Kyndryl Switzerland GmbH

Senior MLOps / AI Ops Engineer

📍 8005 Zürich

Role and responsibilities

Design, implement, and optimize MLOps/AI Ops architectures supporting scalable AI/ML solutions. Build and manage cloud-native infrastructure using Azure, Kubernetes, Docker, Terraform, and CI/CD pipelines. Lead end-to-end AI/ML lifecycle operations, including data ingestion, model training, versioning, deployment, and monitoring. Implement and manage agent/model registries, automated deployment workflows, and model monitoring systems. Drive AI Ops capabilities, including prompt lifecycle management, RAG pipeline optimization, semantic search enhancements, vector database integration, and LLM observability. Establish robust monitoring, alerting, and performance tuning practices for large-scale production systems. Collaborate with data engineering teams to ensure efficient data pipelines and infrastructure alignment. Ensure high standards of security, governance, and reliability across ML/AI systems. Implement security best practices such as IAM, secrets management, policy-as-code, drift detection, and audit trails. Optimize production systems for autoscaling, resiliency, and cost efficiency. Evaluate emerging technologies and recommend enhancements to the AI/ML platform.

Team / description

At Kyndryl, we run and reimagine the mission-critical technology systems that drive advantage for the world’s leading businesses. We are at the heart of progress; with proven expertise and a continuous flow of AI-powered insight, enabling smarter decisions, faster innovation, and a lasting competitive edge. For our people—Kyndryls—that means doing purposeful work that powers human progress. Join us and experience a flexible, supportive environment where your well-being is prioritized and your potential can thrive.

Qualifications and Skills

  • 12+ years of overall experience, with strong expertise in MLOps, AI Ops, and cloud infrastructure.
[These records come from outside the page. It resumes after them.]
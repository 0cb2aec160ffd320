//! Agent conversation persistence with optional at-rest encryption and
//! retention.

pub mod file_store;
pub mod sqlite_store;

pub use file_store::FileConversationStore;
pub use sqlite_store::SqliteConversationStore;

use anyhow::Result;
use async_trait::async_trait;
use chrono::{DateTime, Duration as ChronoDuration, Utc};
use serde::{Deserialize, Serialize};
use serde_json::Value;
use std::collections::HashMap;
use uuid::Uuid;

#[derive(Debug, Clone, Copy, PartialEq, Eq, Serialize, Deserialize)]
#[serde(rename_all = "lowercase")]
pub enum MessageRole {
    User,
    Assistant,
    System,
    Tool,
}

#[derive(Debug, Clone, Serialize, Deserialize)]
pub struct ToolCallRecord {
    pub id: String,
    pub name: String,
    pub arguments: Value,
}

#[derive(Debug, Clone, Serialize, Deserialize)]
pub struct ConversationMessage {
    pub id: String,
    pub role: MessageRole,
    pub content: String,
    pub timestamp: DateTime<Utc>,
    #[serde(default, rename = "toolCalls", skip_serializing_if = "Vec::is_empty")]
    pub tool_calls: Vec<ToolCallRecord>,
}

impl ConversationMessage {
    pub fn new(role: MessageRole, content: impl Into<String>) -> Self {
        Self {
            id: Uuid::new_v4().to_string(),
            role,
            content: content.into(),
            timestamp: Utc::now(),
            tool_calls: Vec::new(),
        }
    }

    pub fn with_tool_calls(mut self, tool_calls: Vec<ToolCallRecord>) -> Self {
        self.tool_calls = tool_calls;
        self
    }
}

#[derive(Debug, Clone, Serialize, Deserialize)]
pub struct Conversation {
    #[serde(rename = "conversationId")]
    pub conversation_id: String,
    #[serde(rename = "userId", skip_serializing_if = "Option::is_none", default)]
    pub user_id: Option<String>,
    #[serde(rename = "chatId")]
    pub chat_id: String,
    #[serde(rename = "agentName")]
    pub agent_name: String,
    #[serde(default)]
    pub messages: Vec<ConversationMessage>,
    #[serde(default)]
    pub metadata: HashMap<String, Value>,
    #[serde(rename = "createdAt")]
    pub created_at: DateTime<Utc>,
    #[serde(rename = "updatedAt")]
    pub updated_at: DateTime<Utc>,
    #[serde(rename = "expiresAt", skip_serializing_if = "Option::is_none", default)]
    pub expires_at: Option<DateTime<Utc>>,
}

impl Conversation {
    pub fn new(chat_id: impl Into<String>, agent_name: impl Into<String>) -> Self {
        let now = Utc::now();
        Self {
            conversation_id: Uuid::new_v4().to_string(),
            user_id: None,
            chat_id: chat_id.into(),
            agent_name: agent_name.into(),
            messages: Vec::new(),
            metadata: HashMap::new(),
            created_at: now,
            updated_at: now,
            expires_at: None,
        }
    }

    pub fn with_user(mut self, user_id: impl Into<String>) -> Self {
        self.user_id = Some(user_id.into());
        self
    }

    /// Messages are append-only; ordering is exactly the append order.
    pub fn append_message(&mut self, message: ConversationMessage) {
        self.messages.push(message);
        self.updated_at = Utc::now().max(self.created_at);
    }
}

/// Partial update applied by [`ConversationStore::update`]. Messages can
/// only be appended, never reordered or removed.
#[derive(Debug, Clone, Default)]
pub struct ConversationPatch {
    pub append_messages: Vec<ConversationMessage>,
    pub merge_metadata: HashMap<String, Value>,
    pub expires_at: Option<DateTime<Utc>>,
}

/// AND-combined listing filter.
#[derive(Debug, Clone, Default)]
pub struct ConversationFilter {
    pub user_id: Option<String>,
    pub chat_id: Option<String>,
    pub agent_name: Option<String>,
    pub from: Option<DateTime<Utc>>,
    pub to: Option<DateTime<Utc>>,
    pub limit: Option<usize>,
    pub offset: usize,
}

impl ConversationFilter {
    pub fn matches(&self, conversation: &Conversation) -> bool {
        if let Some(user_id) = &self.user_id {
            if conversation.user_id.as_ref() != Some(user_id) {
                return false;
            }
        }
        if let Some(chat_id) = &self.chat_id {
            if &conversation.chat_id != chat_id {
                return false;
            }
        }
        if let Some(agent_name) = &self.agent_name {
            if &conversation.agent_name != agent_name {
                return false;
            }
        }
        if let Some(from) = self.from {
            if conversation.created_at < from {
                return false;
            }
        }
        if let Some(to) = self.to {
            if conversation.created_at > to {
                return false;
            }
        }
        true
    }
}

#[derive(Debug, Clone, Default, PartialEq)]
pub struct ConversationStats {
    pub conversations: usize,
    pub messages: usize,
    pub encrypted: bool,
}

/// Whether a conversation is past retention at `now`: the earlier of its
/// explicit expiry and the retention window since its last update wins.
pub(crate) fn past_retention(
    conversation: &Conversation,
    retention_days: u32,
    now: DateTime<Utc>,
) -> bool {
    let retention_deadline =
        conversation.updated_at + ChronoDuration::days(i64::from(retention_days));
    let deadline = match conversation.expires_at {
        Some(expires_at) => expires_at.min(retention_deadline),
        None => retention_deadline,
    };
    deadline <= now
}

#[async_trait]
pub trait ConversationStore: Send + Sync {
    async fn save(&self, conversation: &Conversation) -> Result<()>;

    async fn get(&self, id: &str) -> Result<Option<Conversation>>;

    /// Apply a patch; returns the updated record, or `None` when absent.
    async fn update(&self, id: &str, patch: ConversationPatch) -> Result<Option<Conversation>>;

    async fn delete(&self, id: &str) -> Result<bool>;

    /// Newest-first listing under the filter.
    async fn list(&self, filter: &ConversationFilter) -> Result<Vec<Conversation>>;

    async fn stats(&self) -> Result<ConversationStats>;

    /// Remove retention-expired conversations; returns how many went.
    async fn cleanup(&self) -> Result<usize>;
}

pub(crate) fn apply_patch(conversation: &mut Conversation, patch: ConversationPatch) {
    for message in patch.append_messages {
        conversation.messages.push(message);
    }
    for (key, value) in patch.merge_metadata {
        conversation.metadata.insert(key, value);
    }
    if let Some(expires_at) = patch.expires_at {
        conversation.expires_at = Some(expires_at);
    }
    conversation.updated_at = Utc::now().max(conversation.created_at);
}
  • Hands-on experience with Kubernetes, Docker, Terraform, Azure cloud, and CI/CD pipelines.

  • Strong understanding of the full AI/ML lifecycle, including data engineering, model development, deployment, monitoring, and retraining.

  • Experience with LLM lifecycle, prompt management, RAG frameworks, vector databases, semantic caching, and observability tools.

  • Solid understanding of infrastructure-as-code, automation, and cloud-native architectures.

  • Knowledge of IAM, secrets management, security policies, audit logging, and compliance frameworks.

  • Proven ability in performance tuning, autoscaling, and managing large-scale distributed systems.

  • Excellent communication, collaboration, and leadership skills.